Senator John McCain has joined forces with assistant US Senate Republican leader Jon Kyl and other party members to introduce legislation that would eliminate the first installment of US$1.2 trillion in automatic spending reductions over a decade.
These cuts were at the center of a budget brawl between US President Barack Obama and Republicans in the US Congress last year during a fight to increase the nation’s debt limit.
The new proposal by McCain, Kyl and four other Senate Republicans would spare the military and selected domestic programs from cuts set to go into effect in January next year. The US$127 billion in budget savings would be achieved, instead, by scaling back the federal workforce and freezing its pay.
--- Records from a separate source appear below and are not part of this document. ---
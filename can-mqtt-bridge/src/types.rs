//! Core types for the CAN to MQTT bridge
//!
//! This module defines the frame and error types shared by the bus
//! transport, the decode worker, and the engine.

use chrono::{DateTime, Utc};
use std::fmt;

/// Timestamp type used throughout the bridge
pub type Timestamp = DateTime<Utc>;

/// Result type for bridge operations
pub type Result<T> = std::result::Result<T, BridgeError>;

/// A single CAN data frame as received from the bus transport
///
/// This is the transient per-frame representation consumed by the decode
/// worker. It carries no decoded signal state of its own.
#[derive(Debug, Clone, PartialEq)]
pub struct CanDataFrame {
    /// Timestamp in nanoseconds since epoch
    pub timestamp_ns: u64,
    /// CAN message ID (11-bit or 29-bit, without the extended flag)
    pub can_id: u32,
    /// True if this is an extended (29-bit) CAN ID
    pub is_extended: bool,
    /// Frame data bytes (0-8 bytes for classic CAN, up to 64 for CAN-FD)
    pub data: Vec<u8>,
}

impl CanDataFrame {
    /// Convert timestamp from nanoseconds to DateTime<Utc>
    pub fn timestamp(&self) -> Timestamp {
        let secs = (self.timestamp_ns / 1_000_000_000) as i64;
        let nsecs = (self.timestamp_ns % 1_000_000_000) as u32;
        DateTime::from_timestamp(secs, nsecs).unwrap_or_else(Utc::now)
    }

    /// Get the data length code (DLC) - number of data bytes
    pub fn dlc(&self) -> usize {
        self.data.len()
    }
}

impl fmt::Display for CanDataFrame {
    fn fmt(&self, f: &mut fmt::Formatter<'_>) -> fmt::Result {
        write!(f, "0x{:X} [{}]", self.can_id, self.dlc())
    }
}

/// Errors that can occur in the bridge
#[derive(Debug, thiserror::Error)]
pub enum BridgeError {
    #[error("Configuration error: {0}")]
    Config(String),

    #[error("Failed to parse DBC file: {0}")]
    DbcParse(String),

    #[error("Bus transport error: {0}")]
    BusTransport(String),

    #[error("MQTT error: {0}")]
    Mqtt(String),

    #[error("IO error: {0}")]
    Io(#[from] std::io::Error),
}

#[cfg(test)]
mod tests {
    use super::*;

    #[test]
    fn test_frame_timestamp_conversion() {
        let frame = CanDataFrame {
            timestamp_ns: 1_500_000_000,
            can_id: 0x123,
            is_extended: false,
            data: vec![0x01, 0x02],
        };
        let ts = frame.timestamp();
        assert_eq!(ts.timestamp(), 1);
        assert_eq!(ts.timestamp_subsec_nanos(), 500_000_000);
        assert_eq!(frame.dlc(), 2);
    }

    #[test]
    fn test_frame_display() {
        let frame = CanDataFrame {
            timestamp_ns: 0,
            can_id: 0x1A0,
            is_extended: false,
            data: vec![0; 8],
        };
        assert_eq!(format!("{}", frame), "0x1A0 [8]");
    }
}
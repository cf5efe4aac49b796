//! DBC file parser and runtime network model
//!
//! Parses Vector DBC files with the `can-dbc` crate and converts them into
//! the crate's own network model. The model is structurally immutable after
//! parse; only the per-signal channel samples mutate while the bridge runs.

use crate::signals::decode;
use crate::types::{BridgeError, CanDataFrame, Result};
use std::collections::{BTreeMap, HashMap};
use std::path::Path;

/// Byte order for signal extraction
#[derive(Debug, Clone, Copy, PartialEq, Eq)]
pub enum SignalByteOrder {
    /// Little-endian (Intel format)
    LittleEndian,
    /// Big-endian (Motorola format)
    BigEndian,
}

/// Value kind of a signal
#[derive(Debug, Clone, Copy, PartialEq, Eq)]
pub enum SignalDataType {
    /// Signed integer
    Signed,
    /// Unsigned integer
    Unsigned,
    /// IEEE 754 single precision
    Float,
    /// IEEE 754 double precision
    Double,
}

/// Latest decoded channel value of a signal
#[derive(Debug, Clone, Default, PartialEq)]
pub enum SignalSample {
    /// No frame carrying this signal has been decoded yet
    #[default]
    Empty,
    /// Raw bits, sign-extended for signed signals
    Scalar(i64),
    /// Payload slice of an array/byte-string signal
    Bytes(Vec<u8>),
}

/// A CAN signal definition plus its runtime channel state
#[derive(Debug, Clone)]
pub struct DbcSignal {
    /// Signal name
    pub name: String,
    /// Start bit in the CAN frame
    pub start_bit: u16,
    /// Length in bits
    pub bit_length: u16,
    /// Byte order for extraction
    pub byte_order: SignalByteOrder,
    /// Value kind (signed/unsigned/float/double)
    pub data_type: SignalDataType,
    /// Scale factor to convert raw value to physical value
    pub scale: f64,
    /// Offset to add after scaling
    pub offset: f64,
    /// Minimum physical value
    pub min: f64,
    /// Maximum physical value
    pub max: f64,
    /// Engineering unit (e.g., "km/h", "V")
    pub unit: String,
    /// Comment text from the DBC file
    pub comment: String,
    /// Enumerated value table (raw value -> label), sorted by raw value
    pub enum_list: BTreeMap<i64, String>,
    /// Multiplexer switch values for which this signal is active
    pub mux_values: Option<Vec<u64>>,

    pub(crate) sample: SignalSample,
    pub(crate) valid: bool,
}

impl DbcSignal {
    /// True if the signal carries more bits than any scalar type holds
    pub fn is_array_value(&self) -> bool {
        self.bit_length > 64
    }

    /// Validity of the latest channel sample
    pub fn is_valid(&self) -> bool {
        self.valid
    }

    /// Latest channel sample
    pub fn sample(&self) -> &SignalSample {
        &self.sample
    }

    pub(crate) fn set_sample(&mut self, sample: SignalSample, valid: bool) {
        self.sample = sample;
        self.valid = valid;
    }

    fn raw_as_f64(&self, raw: i64) -> f64 {
        match self.data_type {
            SignalDataType::Signed => raw as f64,
            SignalDataType::Unsigned => raw as u64 as f64,
            SignalDataType::Float => f32::from_bits(raw as u64 as u32) as f64,
            SignalDataType::Double => f64::from_bits(raw as u64),
        }
    }

    fn has_transform(&self) -> bool {
        self.scale != 1.0 || self.offset != 0.0
    }

    /// Engineering value as double (scale and offset applied)
    pub fn eng_value_f64(&self) -> f64 {
        match self.sample {
            SignalSample::Scalar(raw) => self.offset + self.scale * self.raw_as_f64(raw),
            _ => 0.0,
        }
    }

    /// Engineering value as signed 64-bit integer
    pub fn eng_value_i64(&self) -> i64 {
        match self.sample {
            SignalSample::Scalar(raw) if !self.has_transform() => match self.data_type {
                SignalDataType::Signed | SignalDataType::Unsigned => raw,
                _ => self.eng_value_f64() as i64,
            },
            SignalSample::Scalar(_) => self.eng_value_f64() as i64,
            _ => 0,
        }
    }

    /// Engineering value as unsigned 64-bit integer
    pub fn eng_value_u64(&self) -> u64 {
        match self.sample {
            SignalSample::Scalar(raw) if !self.has_transform() => match self.data_type {
                SignalDataType::Signed | SignalDataType::Unsigned => raw as u64,
                _ => self.eng_value_f64() as u64,
            },
            SignalSample::Scalar(_) => self.eng_value_f64() as u64,
            _ => 0,
        }
    }

    /// Engineering value as boolean
    pub fn eng_value_bool(&self) -> bool {
        matches!(self.sample, SignalSample::Scalar(raw) if raw != 0)
    }

    /// Engineering value as text
    ///
    /// Enumerated signals render their label, array signals render the
    /// payload in hexadecimal, everything else renders the scaled number.
    pub fn eng_value_text(&self) -> String {
        match &self.sample {
            SignalSample::Empty => String::new(),
            SignalSample::Bytes(bytes) => {
                bytes.iter().map(|b| format!("{:02X}", b)).collect::<String>()
            }
            SignalSample::Scalar(raw) => {
                if let Some(label) = self.enum_list.get(raw) {
                    return label.clone();
                }
                if self.has_transform()
                    || matches!(self.data_type, SignalDataType::Float | SignalDataType::Double)
                {
                    format!("{}", self.eng_value_f64())
                } else if self.data_type == SignalDataType::Unsigned {
                    format!("{}", *raw as u64)
                } else {
                    format!("{}", raw)
                }
            }
        }
    }
}

/// A CAN message definition with its signals
#[derive(Debug, Clone)]
pub struct DbcMessage {
    /// CAN message identity (without the extended flag)
    pub ident: u32,
    /// True for 29-bit identifiers
    pub is_extended: bool,
    /// Message name
    pub name: String,
    /// Message size in bytes
    pub size: usize,
    /// Comment text from the DBC file
    pub comment: String,
    /// Multiplexer switch signal name (if the message is multiplexed)
    pub multiplexer_signal: Option<String>,
    /// Signals keyed by name
    pub signals: BTreeMap<String, DbcSignal>,
}

/// A parsed DBC network: messages keyed by CAN identity
#[derive(Debug, Clone, Default)]
pub struct DbcNetwork {
    messages: BTreeMap<u32, DbcMessage>,
}

impl DbcNetwork {
    /// All messages keyed by identity
    pub fn messages(&self) -> &BTreeMap<u32, DbcMessage> {
        &self.messages
    }

    /// Look up a message by identity
    pub fn message(&self, ident: u32) -> Option<&DbcMessage> {
        self.messages.get(&ident)
    }

    pub(crate) fn message_mut(&mut self, ident: u32) -> Option<&mut DbcMessage> {
        self.messages.get_mut(&ident)
    }
}

/// A signal-definition file and its parsed network
///
/// Owned by the bridge engine for the process lifetime once parsed.
#[derive(Debug, Clone)]
pub struct DbcFile {
    filename: String,
    network: Option<DbcNetwork>,
}

impl DbcFile {
    /// Create an unparsed file reference
    pub fn new(filename: impl Into<String>) -> Self {
        Self {
            filename: filename.into(),
            network: None,
        }
    }

    /// Path this file was created with
    pub fn filename(&self) -> &str {
        &self.filename
    }

    /// Parsed network, if `parse_file` succeeded
    pub fn network(&self) -> Option<&DbcNetwork> {
        self.network.as_ref()
    }

    /// Parse the DBC file into the crate's network model
    pub fn parse_file(&mut self) -> Result<()> {
        log::info!("Parsing DBC file: {}", self.filename);

        // Read the DBC file as bytes first (handle non-UTF8 encodings)
        let bytes = std::fs::read(Path::new(&self.filename)).map_err(|e| {
            BridgeError::DbcParse(format!("Failed to read file {}: {}", self.filename, e))
        })?;

        // Try UTF-8 first, then fall back to Latin-1 encoding
        let content = String::from_utf8(bytes.clone()).unwrap_or_else(|_| {
            log::warn!("DBC file is not UTF-8, trying Latin-1 encoding");
            bytes.iter().map(|&b| b as char).collect()
        });

        let dbc = can_dbc::DBC::from_slice(content.as_bytes()).map_err(|e| {
            BridgeError::DbcParse(format!(
                "Failed to parse DBC file {}: {:?}",
                self.filename, e
            ))
        })?;

        let network = convert_network(&dbc);
        log::info!(
            "Parsed {} messages from {}",
            network.messages().len(),
            self.filename
        );
        self.network = Some(network);
        Ok(())
    }

    /// Decode a frame into the channel samples of the matching message
    ///
    /// Messages this network does not define are ignored.
    pub fn parse_message(&mut self, frame: &CanDataFrame) {
        if let Some(network) = self.network.as_mut() {
            if let Some(message) = network.message_mut(frame.can_id) {
                decode::update_message(message, frame);
            }
        }
    }

    /// Look up a signal by message identity and name
    pub fn signal(&self, message: u32, name: &str) -> Option<&DbcSignal> {
        self.network
            .as_ref()
            .and_then(|n| n.message(message))
            .and_then(|m| m.signals.get(name))
    }
}

/// Convert a parsed can-dbc document into the crate network model
fn convert_network(dbc: &can_dbc::DBC) -> DbcNetwork {
    // Comment, value-table and float-kind records live outside the message
    // definitions in a DBC file; index them up front.
    let mut msg_comments: HashMap<u32, &str> = HashMap::new();
    let mut sig_comments: HashMap<(u32, &str), &str> = HashMap::new();
    for comment in dbc.comments() {
        match comment {
            can_dbc::Comment::Message {
                message_id,
                comment,
            } => {
                msg_comments.insert(message_id.0, comment.as_str());
            }
            can_dbc::Comment::Signal {
                message_id,
                signal_name,
                comment,
            } => {
                sig_comments.insert((message_id.0, signal_name.as_str()), comment.as_str());
            }
            _ => {}
        }
    }

    let mut sig_enums: HashMap<(u32, &str), BTreeMap<i64, String>> = HashMap::new();
    for value_desc in dbc.value_descriptions() {
        if let can_dbc::ValueDescription::Signal {
            message_id,
            signal_name,
            value_descriptions,
        } = value_desc
        {
            let table = value_descriptions
                .iter()
                .map(|v| (*v.a() as i64, v.b().clone()))
                .collect();
            sig_enums.insert((message_id.0, signal_name.as_str()), table);
        }
    }

    let mut sig_float_kind: HashMap<(u32, &str), SignalDataType> = HashMap::new();
    for entry in dbc.signal_extended_value_type_list() {
        let kind = match entry.signal_extended_value_type() {
            can_dbc::SignalExtendedValueType::IEEEfloat32Bit => SignalDataType::Float,
            can_dbc::SignalExtendedValueType::IEEEdouble64bit => SignalDataType::Double,
            can_dbc::SignalExtendedValueType::SignedOrUnsignedInteger => continue,
        };
        sig_float_kind.insert((entry.message_id().0, entry.signal_name().as_str()), kind);
    }

    let mut network = DbcNetwork::default();
    for dbc_msg in dbc.messages() {
        let raw_id = dbc_msg.message_id().0;
        let ident = raw_id & 0x1FFF_FFFF;
        let is_extended = raw_id & 0x8000_0000 != 0;

        let mut multiplexer_signal = None;
        for dbc_sig in dbc_msg.signals() {
            if matches!(
                dbc_sig.multiplexer_indicator(),
                can_dbc::MultiplexIndicator::Multiplexor
            ) {
                multiplexer_signal = Some(dbc_sig.name().clone());
                break;
            }
        }

        let mut signals = BTreeMap::new();
        for dbc_sig in dbc_msg.signals() {
            let signal = convert_signal(dbc_sig, raw_id, &sig_comments, &sig_enums, &sig_float_kind);
            signals.insert(signal.name.clone(), signal);
        }

        let message = DbcMessage {
            ident,
            is_extended,
            name: dbc_msg.message_name().clone(),
            size: *dbc_msg.message_size() as usize,
            comment: msg_comments
                .get(&raw_id)
                .map(|c| c.to_string())
                .unwrap_or_default(),
            multiplexer_signal,
            signals,
        };
        network.messages.insert(ident, message);
    }
    network
}

fn convert_signal(
    dbc_sig: &can_dbc::Signal,
    raw_msg_id: u32,
    sig_comments: &HashMap<(u32, &str), &str>,
    sig_enums: &HashMap<(u32, &str), BTreeMap<i64, String>>,
    sig_float_kind: &HashMap<(u32, &str), SignalDataType>,
) -> DbcSignal {
    let key = (raw_msg_id, dbc_sig.name().as_str());

    let byte_order = match *dbc_sig.byte_order() {
        can_dbc::ByteOrder::LittleEndian => SignalByteOrder::LittleEndian,
        can_dbc::ByteOrder::BigEndian => SignalByteOrder::BigEndian,
    };

    // SIG_VALTYPE_ records override the plain signed/unsigned kind
    let data_type = sig_float_kind.get(&key).copied().unwrap_or_else(|| {
        match *dbc_sig.value_type() {
            can_dbc::ValueType::Signed => SignalDataType::Signed,
            can_dbc::ValueType::Unsigned => SignalDataType::Unsigned,
        }
    });

    let mux_values = match *dbc_sig.multiplexer_indicator() {
        can_dbc::MultiplexIndicator::MultiplexedSignal(switch_value) => {
            Some(vec![switch_value])
        }
        can_dbc::MultiplexIndicator::MultiplexorAndMultiplexedSignal(switch_value) => {
            Some(vec![switch_value])
        }
        _ => None,
    };

    DbcSignal {
        name: dbc_sig.name().clone(),
        start_bit: *dbc_sig.start_bit() as u16,
        bit_length: *dbc_sig.signal_size() as u16,
        byte_order,
        data_type,
        scale: *dbc_sig.factor(),
        offset: *dbc_sig.offset(),
        min: *dbc_sig.min(),
        max: *dbc_sig.max(),
        unit: dbc_sig.unit().clone(),
        comment: sig_comments
            .get(&key)
            .map(|c| c.to_string())
            .unwrap_or_default(),
        enum_list: sig_enums.get(&key).cloned().unwrap_or_default(),
        mux_values,
        sample: SignalSample::Empty,
        valid: false,
    }
}
//! CAN to MQTT Bridge Library
//!
//! A runtime bridge that translates live CAN bus traffic into
//! engineering-unit metric values and publishes them as JSON messages on
//! MQTT topics, driven by a persisted configuration and DBC
//! signal-definition files.
//!
//! # Architecture
//!
//! - Parses DBC files into a crate-owned network model (`signals`)
//! - Maintains a metric database keyed by CAN message identity (`metric`)
//! - Enriches pre-declared metrics from parsed definitions, inferring
//!   each metric's data type (`catalog`)
//! - Consumes bus frames from a broker subscriber and updates metric
//!   values on a dedicated worker thread (`bus`, `engine`)
//! - Publishes changed groups as JSON payloads through an injected MQTT
//!   wire client (`mqtt`)
//!
//! The bus wire protocol and the MQTT session are narrow contracts
//! (`BusBroker`, `MqttClient`); the engine owns neither.
//!
//! # Example Usage
//!
//! ```no_run
//! use can_mqtt_bridge::CanMqttBridge;
//!
//! let mut bridge = CanMqttBridge::new();
//! bridge.set_config_file("bridge.toml");
//! bridge.load_config().unwrap();
//! bridge.start().unwrap();
//! // ... frames are decoded and published until ...
//! bridge.stop();
//! ```

// Public modules
pub mod bus;
pub mod catalog;
pub mod config;
pub mod engine;
pub mod metric;
pub mod mqtt;
pub mod signals;
pub mod types;

// Re-export main types for convenience
pub use engine::CanMqttBridge;
pub use metric::{
    DbcFileId, Metric, MetricDatabase, MetricGroup, MetricProperty, MetricType, MetricValue,
    SelectedMetric, SignalRef,
};
pub use mqtt::{MemoryMqttClient, MqttClient, MqttNode, MqttTopic};
pub use signals::{DbcFile, DbcNetwork, DbcSignal};
pub use types::{BridgeError, CanDataFrame, Result, Timestamp};

/// Library version
pub const VERSION: &str = env!("CARGO_PKG_VERSION");
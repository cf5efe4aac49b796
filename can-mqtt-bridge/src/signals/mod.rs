//! Signal-definition subsystem
//!
//! Owns the crate's view of DBC networks: parsing definition files into
//! message/signal models and decoding live frames into channel samples.

pub mod dbc;
pub(crate) mod decode;

pub use dbc::{
    DbcFile, DbcMessage, DbcNetwork, DbcSignal, SignalByteOrder, SignalDataType, SignalSample,
};
//! CAN to MQTT bridge service
//!
//! Console entry for the bridge engine: loads the configuration given as
//! the single positional argument, starts the bridge and runs until
//! SIGINT. The exit code reflects initialization success.

use anyhow::{bail, Context, Result};
use can_mqtt_bridge::CanMqttBridge;
use clap::Parser;
use std::path::PathBuf;
use std::sync::atomic::{AtomicBool, Ordering};
use std::sync::Arc;
use std::time::Duration;

/// CAN to MQTT bridge - publish decoded CAN signals as MQTT metrics
#[derive(Parser, Debug)]
#[command(name = "can-mqtt-server")]
#[command(about = "Bridge live CAN bus traffic to MQTT metric topics", long_about = None)]
#[command(version)]
struct Args {
    /// Path to the bridge configuration file
    #[arg(value_name = "CONFIG")]
    config: PathBuf,

    /// Verbosity level (can be repeated: -v, -vv, -vvv)
    #[arg(short, long, action = clap::ArgAction::Count)]
    verbose: u8,

    /// Suppress all output except errors
    #[arg(short, long)]
    quiet: bool,
}

fn main() -> Result<()> {
    let args = Args::parse();

    init_logging(args.verbose, args.quiet);

    log::info!(
        "CAN to MQTT bridge v{} (library v{})",
        env!("CARGO_PKG_VERSION"),
        can_mqtt_bridge::VERSION
    );

    let mut service = CanMqttBridge::new();
    service.set_config_file(args.config.to_string_lossy());
    if service.load_config().is_err() {
        bail!("Can't parse the config file: {:?}", args.config);
    }
    if service.start().is_err() {
        bail!("Can't start the service");
    }
    log::info!(
        "Bridge running, publishing to {}:{}",
        service.broker_host(),
        service.broker_port()
    );

    wait_for_shutdown().context("Failed to install the signal handler")?;

    log::info!("Stopping the bridge");
    service.stop();
    Ok(())
}

/// Block until SIGINT/SIGTERM arrives
fn wait_for_shutdown() -> Result<()> {
    let running = Arc::new(AtomicBool::new(true));
    let handler_flag = Arc::clone(&running);
    ctrlc::set_handler(move || {
        handler_flag.store(false, Ordering::SeqCst);
    })?;
    while running.load(Ordering::SeqCst) {
        std::thread::sleep(Duration::from_millis(200));
    }
    Ok(())
}

/// Initialize logging based on verbosity level
fn init_logging(verbose: u8, quiet: bool) {
    use env_logger::Builder;
    use log::LevelFilter;
    use std::io::Write;

    let level = if quiet {
        LevelFilter::Error
    } else {
        match verbose {
            0 => LevelFilter::Info,
            1 => LevelFilter::Debug,
            _ => LevelFilter::Trace,
        }
    };

    Builder::new()
        .filter_level(level)
        .format(|buf, record| {
            writeln!(
                buf,
                "[{} {}] {}",
                record.level(),
                record.target(),
                record.args()
            )
        })
        .init();
}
The move is designed to buy time for lawmakers to decide on more orderly reductions than the across-the-board cuts put in place after a special congressional committee failed to develop a deficit reduction plan last year, a Republican aide said.
The bill calls for a reduction in the federal work force by 5 percent through attrition. Agencies would only be able to hire two people for every three people who retire or leave government employment. It also calls for the extension of a pay freeze for federal workers until June 2014.
The current freeze expires at the end of this year and Obama has proposed a 0.5 percent increase next year.
Similar legislation has been introduced in the Republican-led US House of Representatives by Armed Services Committee Chairman Howard McKeon. That bill would slash the federal work force by 10 percent.
The White House has said it opposes any effort to circumvent the automatic spending cuts, and the proposed federal workforce reduction and pay freeze are likely to meet stiff opposition from Democrats.
However, Republicans are likely to point to a recent US Congressional Budget Office report that showed many federal workers without advanced degrees earn on average higher salaries and benefits than those in the private sector.
In addition, concerns expressed by US Secretary of Defense Leon Panetta that the automatic cuts on top of other reductions in defense spending would “inflict severe damage to our national defense for generations” could help build support for the bill.
The legislation would also head off cuts to domestic programs, a provision its Republican sponsors hope will attract Democratic support.
The US$1.2 trillion in automatic cuts were linked to an increase in US borrowing authority opposed by Republicans, many aligned with the conservative Tea Party movement.
The bitter political fight prompted the US credit ratings agency Standard & Poor’s to downgrade the federal government’s top “AAA” rating for borrowing for the first time.
Any move by Congress to dismantle the automatic spending cuts could further erode the confidence of credit rating agencies.